The big yellow areas that look like gumdrops are California’s electricity demand that is supplied by solar. The left graph is percentages contained under a square red demand box. On the left side of both gumdrops are what look like little black dirt specs of a battery portion which is what they look like on most such graphs if they show up at all. But California is a rich state with determined green policies, so on the right side of the gumdrops they have grown into what might be called dust bunnies. The colored bands that blanket the gumdrops are hydro, wind and other renewable energy sources. All the fossil, nuclear and imported electricity is somehow mixed into the spacious upper white corners. I suppose with enough time, money and hieght added to the gumdrops, those dust bunnies can grow to cover that white space with, I dunno, a big moldy compost pile. All kidding aside, there is a lot of progress being made adding batteries to the grid which is probably a good thing as long as you’re not living next to a bank of them that catches fire. Apparently, one of them recently had a fire that lasted nearly two weeks.

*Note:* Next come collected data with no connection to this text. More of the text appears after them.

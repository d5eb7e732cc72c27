//! Many-to-One Byte Ring Buffer
//!
//! Variable-length records are written by any number of producer threads and
//! drained by exactly one consumer. Producers never block: a write either
//! claims space with a single compare-and-swap on the tail or fails straight
//! away with [`QueueError::InsufficientCapacity`].
//!
//! ## Record Layout
//!
//! ```text
//!  0          4          8
//!  ├──────────┼──────────┼──────────────────────────┐
//!  │ length   │ type id  │ payload ...              │
//!  └──────────┴──────────┴──────────────────────────┘
//! ```
//!
//! `length` covers header plus payload and is published last with release
//! ordering, so a consumer that observes a positive length (acquire) also
//! observes the payload. Records start on 8-byte boundaries. When a record
//! does not fit before the end of the buffer, a padding record fills the gap
//! and the record is written at index 0.
//!
//! ## Consumer Side
//!
//! The consumer zeroes every byte it has read before moving the head, which
//! is what lets a length of `0` mean "not yet published". Only one
//! [`RingBufferConsumer`] can exist per buffer at a time.

use std::ptr;
use std::sync::atomic::{AtomicBool, AtomicI32, AtomicI64, AtomicU64, AtomicUsize, Ordering};
use std::sync::Arc;

use super::{QueueError, QueueResult};

/// Length of the record header (length + type id).
pub const HEADER_LENGTH: usize = 8;

/// Records start on multiples of this many bytes.
pub const RECORD_ALIGNMENT: usize = 8;

/// Smallest capacity accepted by [`ManyToOneRingBuffer::new`].
pub const MIN_CAPACITY: usize = 64;

/// Type id reserved for padding records at the wrap point.
pub const PADDING_MSG_TYPE_ID: i32 = -1;

const TYPE_OFFSET: usize = 4;

#[inline(always)]
const fn align(value: usize, alignment: usize) -> usize {
    (value + (alignment - 1)) & !(alignment - 1)
}

/// Padding for cache line isolation (64 bytes on x86-64)
#[repr(C, align(64))]
struct CacheLinePadded<T> {
    value: T,
}

impl<T> CacheLinePadded<T> {
    const fn new(value: T) -> Self {
        Self { value }
    }
}

/// A bounded, many-producer single-consumer queue of byte records.
///
/// # Example
///
/// ```
/// use flashdriver::queue::{ManyToOneRingBuffer, RingBufferConsumer};
/// use std::sync::Arc;
///
/// let ring = Arc::new(ManyToOneRingBuffer::new(1024).unwrap());
/// let mut consumer = RingBufferConsumer::claim(Arc::clone(&ring)).unwrap();
///
/// ring.write(1, b"hello").unwrap();
///
/// let mut seen = Vec::new();
/// consumer.read(|msg_type_id, payload| seen.push((msg_type_id, payload.to_vec())), 10);
/// assert_eq!(seen, vec![(1, b"hello".to_vec())]);
/// ```
pub struct ManyToOneRingBuffer {
    // Next position producers will claim
    tail: CacheLinePadded<AtomicUsize>,
    // Next position the consumer will read
    head: CacheLinePadded<AtomicUsize>,
    // Word-backed so that every record header is 8-byte aligned
    buffer: Box<[AtomicU64]>,
    capacity: usize,
    mask: usize,
    max_msg_length: usize,
    consumer_claimed: AtomicBool,
    correlation_counter: AtomicI64,
}

impl ManyToOneRingBuffer {
    /// Creates a zeroed ring buffer of `capacity` bytes.
    ///
    /// `capacity` must be a power of two and at least [`MIN_CAPACITY`].
    pub fn new(capacity: usize) -> QueueResult<Self> {
        if !capacity.is_power_of_two() || capacity < MIN_CAPACITY {
            return Err(QueueError::InvalidCapacity(capacity));
        }

        let words = (0..capacity / 8).map(|_| AtomicU64::new(0)).collect();

        Ok(Self {
            tail: CacheLinePadded::new(AtomicUsize::new(0)),
            head: CacheLinePadded::new(AtomicUsize::new(0)),
            buffer: words,
            capacity,
            mask: capacity - 1,
            max_msg_length: capacity / 8,
            consumer_claimed: AtomicBool::new(false),
            correlation_counter: AtomicI64::new(1),
        })
    }

    /// Capacity in bytes.
    #[inline]
    pub fn capacity(&self) -> usize {
        self.capacity
    }

    /// Largest payload a single record can carry.
    #[inline]
    pub fn max_msg_length(&self) -> usize {
        self.max_msg_length
    }

    /// Bytes currently claimed by producers and not yet consumed.
    ///
    /// This is a snapshot; producers and the consumer may move it at any time.
    pub fn size(&self) -> usize {
        let head = self.head.value.load(Ordering::Acquire);
        let tail = self.tail.value.load(Ordering::Acquire);
        tail.wrapping_sub(head)
    }

    /// Returns `true` if no records are waiting.
    pub fn is_empty(&self) -> bool {
        self.size() == 0
    }

    /// Hands out ids unique among all users of this buffer, starting at 1.
    ///
    /// Clients use these as correlation ids so that 0 never names a command.
    #[inline]
    pub fn next_correlation_id(&self) -> i64 {
        self.correlation_counter.fetch_add(1, Ordering::Relaxed)
    }

    /// Writes a record. Safe to call from any number of threads.
    ///
    /// Never blocks or retries on a full buffer: back-pressure is reported as
    /// `InsufficientCapacity` and it is up to the caller what to do with it.
    pub fn write(&self, msg_type_id: i32, payload: &[u8]) -> QueueResult<()> {
        if msg_type_id < 1 {
            return Err(QueueError::InvalidMessageType(msg_type_id));
        }
        if payload.len() > self.max_msg_length {
            return Err(QueueError::MessageTooLong {
                length: payload.len(),
                max: self.max_msg_length,
            });
        }

        let record_length = HEADER_LENGTH + payload.len();
        let index = self.claim_capacity(align(record_length, RECORD_ALIGNMENT))?;

        self.type_at(index).store(msg_type_id, Ordering::Relaxed);
        // SAFETY: [index, index + record_length) was claimed by this producer
        // alone and lies inside the buffer.
        unsafe {
            ptr::copy_nonoverlapping(
                payload.as_ptr(),
                self.base().add(index + HEADER_LENGTH),
                payload.len(),
            );
        }
        self.length_at(index)
            .store(record_length as i32, Ordering::Release);

        Ok(())
    }

    /// Claims `required` bytes and returns the index to write the record at.
    fn claim_capacity(&self, required: usize) -> QueueResult<usize> {
        loop {
            let head = self.head.value.load(Ordering::Acquire);
            let tail = self.tail.value.load(Ordering::Acquire);

            let available = self.capacity - tail.wrapping_sub(head);
            if required > available {
                return Err(QueueError::InsufficientCapacity);
            }

            let tail_index = tail & self.mask;
            let to_buffer_end = self.capacity - tail_index;
            let mut padding = 0;

            if required > to_buffer_end {
                // Record must go at index 0, which needs the consumer to have
                // moved past `required` bytes of the current lap.
                if required > (head & self.mask) {
                    return Err(QueueError::InsufficientCapacity);
                }
                padding = to_buffer_end;
            }

            let new_tail = tail.wrapping_add(required + padding);
            if self
                .tail
                .value
                .compare_exchange_weak(tail, new_tail, Ordering::AcqRel, Ordering::Relaxed)
                .is_ok()
            {
                if padding == 0 {
                    return Ok(tail_index);
                }

                self.type_at(tail_index)
                    .store(PADDING_MSG_TYPE_ID, Ordering::Relaxed);
                self.length_at(tail_index)
                    .store(padding as i32, Ordering::Release);
                return Ok(0);
            }
        }
    }

    #[inline(always)]
    fn base(&self) -> *mut u8 {
        self.buffer.as_ptr() as *mut u8
    }

    #[inline(always)]
    fn length_at(&self, index: usize) -> &AtomicI32 {
        debug_assert!(index % RECORD_ALIGNMENT == 0 && index < self.capacity);
        // SAFETY: index is 8-byte aligned and in bounds; AtomicI32 has the
        // layout of i32 and the words are only ever touched atomically or by
        // the owner of the claimed region.
        unsafe { &*(self.base().add(index) as *const AtomicI32) }
    }

    #[inline(always)]
    fn type_at(&self, index: usize) -> &AtomicI32 {
        debug_assert!(index % RECORD_ALIGNMENT == 0 && index < self.capacity);
        // SAFETY: as for `length_at`, offset by 4 keeps 4-byte alignment.
        unsafe { &*(self.base().add(index + TYPE_OFFSET) as *const AtomicI32) }
    }
}

impl std::fmt::Debug for ManyToOneRingBuffer {
    fn fmt(&self, f: &mut std::fmt::Formatter<'_>) -> std::fmt::Result {
        f.debug_struct("ManyToOneRingBuffer")
            .field("capacity", &self.capacity)
            .field("size", &self.size())
            .finish()
    }
}

/// The single reading end of a [`ManyToOneRingBuffer`].
///
/// Holding the consumer is what grants the right to drain the buffer; it is
/// released again when the consumer is dropped.
#[derive(Debug)]
pub struct RingBufferConsumer {
    ring: Arc<ManyToOneRingBuffer>,
}

impl RingBufferConsumer {
    /// Claims the consumer side of `ring`.
    pub fn claim(ring: Arc<ManyToOneRingBuffer>) -> QueueResult<Self> {
        ring.consumer_claimed
            .compare_exchange(false, true, Ordering::AcqRel, Ordering::Acquire)
            .map_err(|_| QueueError::ConsumerClaimed)?;

        Ok(Self { ring })
    }

    /// The buffer this consumer drains.
    pub fn ring(&self) -> &Arc<ManyToOneRingBuffer> {
        &self.ring
    }

    /// Hands up to `limit` records to `handler` in the order they were
    /// published, and returns how many were handled.
    ///
    /// The payload slice borrows the buffer only for the duration of the
    /// handler call. Reading stops early at the end of the buffer; records
    /// after the wrap point are picked up by the next call.
    pub fn read<F>(&mut self, mut handler: F, limit: usize) -> usize
    where
        F: FnMut(i32, &[u8]),
    {
        let ring = &*self.ring;
        let head = ring.head.value.load(Ordering::Relaxed);
        let head_index = head & ring.mask;
        let contiguous = ring.capacity - head_index;

        let mut guard = ReleaseOnDrop {
            ring,
            head,
            head_index,
            bytes_read: 0,
        };
        let mut messages_read = 0;

        while guard.bytes_read < contiguous && messages_read < limit {
            let record_index = head_index + guard.bytes_read;
            let record_length = ring.length_at(record_index).load(Ordering::Acquire);
            if record_length <= 0 {
                break;
            }

            let record_length = record_length as usize;
            guard.bytes_read += align(record_length, RECORD_ALIGNMENT);

            let msg_type_id = ring.type_at(record_index).load(Ordering::Relaxed);
            if msg_type_id == PADDING_MSG_TYPE_ID {
                continue;
            }

            messages_read += 1;
            // SAFETY: the release store of the length happened after the
            // payload was written, and nobody writes this region again until
            // the guard below moves the head past it.
            let payload = unsafe {
                std::slice::from_raw_parts(
                    ring.base().add(record_index + HEADER_LENGTH),
                    record_length - HEADER_LENGTH,
                )
            };
            handler(msg_type_id, payload);
        }

        messages_read
    }
}

impl Drop for RingBufferConsumer {
    fn drop(&mut self) {
        self.ring.consumer_claimed.store(false, Ordering::Release);
    }
}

These gumdrop graphs have been showing up at places such as the nearly dormant Rabett Run in this post by Brian Schmidt. Brian is a very civic minded Californian and some time ago he and I were contemplating making a bet over what proportion of California’s electricity would be generated by gas at some predetermined point in the future. Twitter/X advanced search doesn’t seem to go back that far and I don’t recall the exact details. I’m not a rich Californian so I chickened out. I offered to bet a case of his favorite craft beer, but he insisted on a more substantial sum. The bar graph on the bottom shows a significant drop in California’s gas share from 222.1 GWH/D in 2023 to 161.3 GWH/D in 2924 (March 7 to September 28) and I very likely would have lost. It’s not clear how much impact batteries will have on the grid. There will certainly be advances. Right now China is making EVs with sodium ion batteries that don’t offer very good energy per weight but may offer a significant cost advantage for the grid. Batteries, of course, still have to be charged and I would think that nuclear energy would be a more reliable and constant source than wind or solar.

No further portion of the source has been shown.